» **What you have to do**
Copy out each line of the listing that has the word "rendered" in it.

» **Information**
┌────────

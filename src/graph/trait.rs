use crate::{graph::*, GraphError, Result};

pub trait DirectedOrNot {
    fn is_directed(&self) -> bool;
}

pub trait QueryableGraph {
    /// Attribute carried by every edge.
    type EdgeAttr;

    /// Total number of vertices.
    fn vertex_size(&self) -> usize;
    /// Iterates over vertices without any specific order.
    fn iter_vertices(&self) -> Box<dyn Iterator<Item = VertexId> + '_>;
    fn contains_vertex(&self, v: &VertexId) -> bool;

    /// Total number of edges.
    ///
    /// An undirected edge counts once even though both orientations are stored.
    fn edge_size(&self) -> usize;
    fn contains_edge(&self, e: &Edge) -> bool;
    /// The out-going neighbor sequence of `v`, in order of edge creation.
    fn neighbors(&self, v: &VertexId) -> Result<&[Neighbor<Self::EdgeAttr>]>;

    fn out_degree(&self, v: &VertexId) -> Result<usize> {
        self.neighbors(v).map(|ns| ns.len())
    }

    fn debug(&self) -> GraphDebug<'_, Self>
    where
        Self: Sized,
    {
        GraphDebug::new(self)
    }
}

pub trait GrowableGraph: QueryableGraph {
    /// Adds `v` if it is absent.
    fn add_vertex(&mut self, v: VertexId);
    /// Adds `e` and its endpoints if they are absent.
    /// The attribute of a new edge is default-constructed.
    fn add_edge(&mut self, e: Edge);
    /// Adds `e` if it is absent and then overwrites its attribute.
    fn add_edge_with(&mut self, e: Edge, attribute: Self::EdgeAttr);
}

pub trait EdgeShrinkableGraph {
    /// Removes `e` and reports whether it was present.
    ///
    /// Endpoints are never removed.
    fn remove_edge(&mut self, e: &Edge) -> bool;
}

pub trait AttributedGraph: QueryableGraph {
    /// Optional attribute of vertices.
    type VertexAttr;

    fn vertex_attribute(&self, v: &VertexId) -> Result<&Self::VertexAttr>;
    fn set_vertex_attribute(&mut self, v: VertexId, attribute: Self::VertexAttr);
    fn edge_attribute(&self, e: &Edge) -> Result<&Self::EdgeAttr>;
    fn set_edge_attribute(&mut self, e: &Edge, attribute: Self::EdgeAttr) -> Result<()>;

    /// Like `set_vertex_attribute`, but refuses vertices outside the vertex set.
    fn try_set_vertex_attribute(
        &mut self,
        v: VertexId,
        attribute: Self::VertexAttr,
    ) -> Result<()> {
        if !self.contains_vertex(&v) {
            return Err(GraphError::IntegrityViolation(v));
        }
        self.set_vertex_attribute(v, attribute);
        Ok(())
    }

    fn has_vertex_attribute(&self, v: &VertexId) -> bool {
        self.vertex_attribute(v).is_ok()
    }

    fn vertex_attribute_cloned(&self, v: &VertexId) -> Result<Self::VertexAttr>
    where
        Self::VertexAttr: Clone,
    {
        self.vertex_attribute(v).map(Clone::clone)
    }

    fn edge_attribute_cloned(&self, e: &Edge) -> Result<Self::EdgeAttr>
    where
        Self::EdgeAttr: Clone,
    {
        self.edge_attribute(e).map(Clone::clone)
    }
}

└────────
┌────────

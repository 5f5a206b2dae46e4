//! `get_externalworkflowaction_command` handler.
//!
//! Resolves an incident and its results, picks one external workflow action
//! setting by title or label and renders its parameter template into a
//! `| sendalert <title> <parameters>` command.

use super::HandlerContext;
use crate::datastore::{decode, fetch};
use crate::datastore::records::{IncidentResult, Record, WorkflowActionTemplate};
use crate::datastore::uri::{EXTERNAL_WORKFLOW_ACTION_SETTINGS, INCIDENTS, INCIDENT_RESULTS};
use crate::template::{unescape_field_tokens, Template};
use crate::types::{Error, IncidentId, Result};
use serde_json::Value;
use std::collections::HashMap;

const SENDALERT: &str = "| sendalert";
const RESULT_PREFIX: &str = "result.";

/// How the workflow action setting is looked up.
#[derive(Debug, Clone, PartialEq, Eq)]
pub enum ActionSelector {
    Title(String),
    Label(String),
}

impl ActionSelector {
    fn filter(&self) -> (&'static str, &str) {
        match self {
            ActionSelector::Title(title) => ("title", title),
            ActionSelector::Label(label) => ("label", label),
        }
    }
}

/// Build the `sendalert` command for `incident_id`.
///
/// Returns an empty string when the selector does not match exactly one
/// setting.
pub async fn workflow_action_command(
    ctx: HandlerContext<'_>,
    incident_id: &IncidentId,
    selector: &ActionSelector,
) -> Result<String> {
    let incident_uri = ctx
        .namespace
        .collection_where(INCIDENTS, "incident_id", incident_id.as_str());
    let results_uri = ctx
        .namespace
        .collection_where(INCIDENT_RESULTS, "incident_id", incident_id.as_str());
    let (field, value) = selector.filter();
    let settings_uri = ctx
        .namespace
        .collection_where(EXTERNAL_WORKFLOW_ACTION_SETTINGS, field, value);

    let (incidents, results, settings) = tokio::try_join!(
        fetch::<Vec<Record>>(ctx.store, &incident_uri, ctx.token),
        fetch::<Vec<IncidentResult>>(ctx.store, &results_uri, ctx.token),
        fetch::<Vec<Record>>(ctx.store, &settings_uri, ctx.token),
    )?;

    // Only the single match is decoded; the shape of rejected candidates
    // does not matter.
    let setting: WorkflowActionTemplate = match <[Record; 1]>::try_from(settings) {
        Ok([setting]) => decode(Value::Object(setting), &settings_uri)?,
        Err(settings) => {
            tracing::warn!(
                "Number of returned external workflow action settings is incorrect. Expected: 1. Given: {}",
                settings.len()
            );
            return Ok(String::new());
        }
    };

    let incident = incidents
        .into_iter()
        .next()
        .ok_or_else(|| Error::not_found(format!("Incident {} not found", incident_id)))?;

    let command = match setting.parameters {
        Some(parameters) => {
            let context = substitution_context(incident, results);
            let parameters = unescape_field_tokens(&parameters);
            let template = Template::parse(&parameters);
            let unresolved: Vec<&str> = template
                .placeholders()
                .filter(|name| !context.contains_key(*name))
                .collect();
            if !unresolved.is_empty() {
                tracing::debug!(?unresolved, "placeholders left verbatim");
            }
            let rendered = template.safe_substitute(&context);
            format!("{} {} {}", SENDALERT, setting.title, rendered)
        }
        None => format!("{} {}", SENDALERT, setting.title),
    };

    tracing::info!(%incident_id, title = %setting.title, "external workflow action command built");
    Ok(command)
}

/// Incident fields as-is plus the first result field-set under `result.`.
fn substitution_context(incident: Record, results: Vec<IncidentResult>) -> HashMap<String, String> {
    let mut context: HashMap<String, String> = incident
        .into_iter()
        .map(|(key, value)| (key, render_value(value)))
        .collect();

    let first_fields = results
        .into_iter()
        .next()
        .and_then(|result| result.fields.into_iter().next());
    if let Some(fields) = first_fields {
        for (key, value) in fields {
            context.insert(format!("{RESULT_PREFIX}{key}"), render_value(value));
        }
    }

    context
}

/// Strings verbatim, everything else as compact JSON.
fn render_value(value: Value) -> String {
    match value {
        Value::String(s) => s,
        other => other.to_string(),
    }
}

└────────
┌────────

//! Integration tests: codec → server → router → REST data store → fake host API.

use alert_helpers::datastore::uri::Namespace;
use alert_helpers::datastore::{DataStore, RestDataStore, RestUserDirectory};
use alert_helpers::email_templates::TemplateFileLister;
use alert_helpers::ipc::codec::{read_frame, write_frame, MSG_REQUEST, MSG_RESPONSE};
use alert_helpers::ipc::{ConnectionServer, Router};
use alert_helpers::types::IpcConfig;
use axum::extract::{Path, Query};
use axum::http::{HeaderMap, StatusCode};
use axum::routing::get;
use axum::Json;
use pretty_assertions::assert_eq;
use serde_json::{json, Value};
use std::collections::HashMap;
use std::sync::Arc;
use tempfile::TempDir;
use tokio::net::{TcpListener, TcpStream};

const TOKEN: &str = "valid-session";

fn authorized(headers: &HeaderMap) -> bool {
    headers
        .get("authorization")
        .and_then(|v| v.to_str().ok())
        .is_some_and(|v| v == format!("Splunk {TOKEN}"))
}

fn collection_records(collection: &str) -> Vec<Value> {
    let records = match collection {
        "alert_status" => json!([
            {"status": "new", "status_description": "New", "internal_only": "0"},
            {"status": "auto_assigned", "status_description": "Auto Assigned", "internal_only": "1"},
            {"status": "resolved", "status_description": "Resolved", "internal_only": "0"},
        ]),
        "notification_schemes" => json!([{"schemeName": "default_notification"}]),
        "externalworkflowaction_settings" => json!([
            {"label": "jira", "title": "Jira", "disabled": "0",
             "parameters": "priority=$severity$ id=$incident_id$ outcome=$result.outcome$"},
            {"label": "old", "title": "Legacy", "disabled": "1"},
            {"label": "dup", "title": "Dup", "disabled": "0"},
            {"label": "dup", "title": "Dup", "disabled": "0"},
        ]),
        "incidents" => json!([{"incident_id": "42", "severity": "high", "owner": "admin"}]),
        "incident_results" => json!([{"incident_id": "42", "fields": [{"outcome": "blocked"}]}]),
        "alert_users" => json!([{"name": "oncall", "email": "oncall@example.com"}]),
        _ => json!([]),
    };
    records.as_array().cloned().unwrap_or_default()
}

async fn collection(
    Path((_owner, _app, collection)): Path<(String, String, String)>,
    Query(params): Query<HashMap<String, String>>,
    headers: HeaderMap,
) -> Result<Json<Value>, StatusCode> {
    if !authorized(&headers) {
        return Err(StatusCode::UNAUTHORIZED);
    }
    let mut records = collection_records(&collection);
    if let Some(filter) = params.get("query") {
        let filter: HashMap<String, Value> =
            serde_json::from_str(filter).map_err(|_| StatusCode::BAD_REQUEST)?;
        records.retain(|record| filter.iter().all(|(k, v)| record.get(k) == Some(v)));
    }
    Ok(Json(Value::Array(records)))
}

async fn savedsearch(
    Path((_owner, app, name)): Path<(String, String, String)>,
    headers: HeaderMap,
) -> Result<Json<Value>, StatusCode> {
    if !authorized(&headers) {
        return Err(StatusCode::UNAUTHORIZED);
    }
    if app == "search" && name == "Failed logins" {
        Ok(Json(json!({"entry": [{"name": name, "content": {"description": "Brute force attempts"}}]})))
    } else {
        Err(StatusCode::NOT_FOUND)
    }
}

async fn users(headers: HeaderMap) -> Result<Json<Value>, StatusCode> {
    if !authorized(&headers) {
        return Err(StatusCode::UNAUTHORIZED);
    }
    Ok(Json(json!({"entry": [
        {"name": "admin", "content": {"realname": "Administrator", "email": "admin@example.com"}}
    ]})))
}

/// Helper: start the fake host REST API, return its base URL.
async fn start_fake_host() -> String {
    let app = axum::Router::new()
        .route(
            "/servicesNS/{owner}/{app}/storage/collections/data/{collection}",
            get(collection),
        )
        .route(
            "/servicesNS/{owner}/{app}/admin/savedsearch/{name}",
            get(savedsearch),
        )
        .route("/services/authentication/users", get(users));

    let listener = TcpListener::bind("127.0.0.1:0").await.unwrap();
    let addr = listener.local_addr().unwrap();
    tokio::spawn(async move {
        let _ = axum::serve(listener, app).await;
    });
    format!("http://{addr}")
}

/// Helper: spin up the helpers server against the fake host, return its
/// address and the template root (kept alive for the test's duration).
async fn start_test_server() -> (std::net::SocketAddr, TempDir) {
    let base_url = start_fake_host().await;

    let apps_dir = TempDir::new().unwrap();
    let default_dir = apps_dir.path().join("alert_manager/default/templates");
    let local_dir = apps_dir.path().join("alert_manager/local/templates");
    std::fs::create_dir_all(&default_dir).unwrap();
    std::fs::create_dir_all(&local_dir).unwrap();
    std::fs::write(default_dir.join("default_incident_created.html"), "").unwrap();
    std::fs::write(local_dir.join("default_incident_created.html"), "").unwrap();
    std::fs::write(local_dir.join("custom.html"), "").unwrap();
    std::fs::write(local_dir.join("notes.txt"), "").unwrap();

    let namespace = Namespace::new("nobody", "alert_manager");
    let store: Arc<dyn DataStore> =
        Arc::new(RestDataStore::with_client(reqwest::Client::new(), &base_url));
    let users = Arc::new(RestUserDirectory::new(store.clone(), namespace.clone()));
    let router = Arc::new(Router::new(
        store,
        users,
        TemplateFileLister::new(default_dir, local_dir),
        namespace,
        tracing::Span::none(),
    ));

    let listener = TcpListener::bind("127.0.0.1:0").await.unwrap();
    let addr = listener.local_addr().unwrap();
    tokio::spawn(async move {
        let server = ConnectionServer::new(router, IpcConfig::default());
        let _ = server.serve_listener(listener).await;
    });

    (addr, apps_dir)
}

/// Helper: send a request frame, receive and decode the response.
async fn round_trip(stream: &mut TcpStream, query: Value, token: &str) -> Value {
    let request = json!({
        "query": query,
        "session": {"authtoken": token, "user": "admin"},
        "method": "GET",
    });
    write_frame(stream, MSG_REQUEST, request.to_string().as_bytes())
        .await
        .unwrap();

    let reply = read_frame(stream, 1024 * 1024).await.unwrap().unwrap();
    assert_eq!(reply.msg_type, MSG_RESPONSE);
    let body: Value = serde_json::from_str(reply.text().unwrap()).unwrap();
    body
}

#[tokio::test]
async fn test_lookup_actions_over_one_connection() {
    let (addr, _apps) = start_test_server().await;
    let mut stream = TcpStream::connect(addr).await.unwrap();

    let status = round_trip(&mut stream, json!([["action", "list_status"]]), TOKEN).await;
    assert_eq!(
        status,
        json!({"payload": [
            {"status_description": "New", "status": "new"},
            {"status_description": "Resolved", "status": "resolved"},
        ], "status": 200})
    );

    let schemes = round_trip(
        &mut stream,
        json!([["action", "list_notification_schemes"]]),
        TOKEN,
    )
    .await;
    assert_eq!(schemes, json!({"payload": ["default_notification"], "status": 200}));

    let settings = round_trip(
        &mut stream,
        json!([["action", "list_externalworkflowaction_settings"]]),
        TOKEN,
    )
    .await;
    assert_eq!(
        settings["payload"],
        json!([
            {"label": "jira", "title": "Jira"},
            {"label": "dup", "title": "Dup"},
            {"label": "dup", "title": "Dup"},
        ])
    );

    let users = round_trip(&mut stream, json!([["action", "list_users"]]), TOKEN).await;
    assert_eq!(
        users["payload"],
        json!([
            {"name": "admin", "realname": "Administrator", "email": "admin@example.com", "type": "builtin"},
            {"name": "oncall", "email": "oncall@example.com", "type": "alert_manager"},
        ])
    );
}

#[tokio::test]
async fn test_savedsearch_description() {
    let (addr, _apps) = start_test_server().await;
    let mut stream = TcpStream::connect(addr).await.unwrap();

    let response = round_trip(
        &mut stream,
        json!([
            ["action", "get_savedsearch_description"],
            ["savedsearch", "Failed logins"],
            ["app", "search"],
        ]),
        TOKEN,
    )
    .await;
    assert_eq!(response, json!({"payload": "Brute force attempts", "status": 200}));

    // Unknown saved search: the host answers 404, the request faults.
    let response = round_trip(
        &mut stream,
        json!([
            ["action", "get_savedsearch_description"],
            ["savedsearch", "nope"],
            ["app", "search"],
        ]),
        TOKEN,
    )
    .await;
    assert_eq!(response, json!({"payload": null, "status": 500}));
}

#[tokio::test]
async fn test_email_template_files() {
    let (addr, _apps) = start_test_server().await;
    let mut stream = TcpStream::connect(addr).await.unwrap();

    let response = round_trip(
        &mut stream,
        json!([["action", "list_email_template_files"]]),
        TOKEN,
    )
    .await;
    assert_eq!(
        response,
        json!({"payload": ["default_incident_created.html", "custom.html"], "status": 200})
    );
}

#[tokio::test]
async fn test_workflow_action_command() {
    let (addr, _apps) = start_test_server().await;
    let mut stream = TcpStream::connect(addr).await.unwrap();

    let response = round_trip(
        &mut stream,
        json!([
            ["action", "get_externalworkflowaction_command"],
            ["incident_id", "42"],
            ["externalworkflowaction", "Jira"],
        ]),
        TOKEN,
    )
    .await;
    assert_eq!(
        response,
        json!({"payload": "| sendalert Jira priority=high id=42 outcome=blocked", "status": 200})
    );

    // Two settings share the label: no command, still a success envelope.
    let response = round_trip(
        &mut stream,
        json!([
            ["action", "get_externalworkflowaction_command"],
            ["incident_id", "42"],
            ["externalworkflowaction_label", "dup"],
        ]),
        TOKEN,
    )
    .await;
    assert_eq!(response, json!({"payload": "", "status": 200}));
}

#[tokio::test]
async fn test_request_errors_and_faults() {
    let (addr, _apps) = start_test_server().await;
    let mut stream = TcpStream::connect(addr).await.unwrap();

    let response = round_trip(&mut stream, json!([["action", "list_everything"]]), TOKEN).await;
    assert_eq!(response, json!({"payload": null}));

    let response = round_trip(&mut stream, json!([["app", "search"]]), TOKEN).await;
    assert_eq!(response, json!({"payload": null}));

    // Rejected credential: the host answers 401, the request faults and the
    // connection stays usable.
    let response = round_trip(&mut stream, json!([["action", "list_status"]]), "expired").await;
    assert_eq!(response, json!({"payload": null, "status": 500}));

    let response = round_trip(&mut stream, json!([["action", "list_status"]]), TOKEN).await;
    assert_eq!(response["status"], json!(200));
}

└────────

» **Solution to this problem**
            let rendered = template.safe_substitute(&context);
            format!("{} {} {}", SENDALERT, setting.title, rendered)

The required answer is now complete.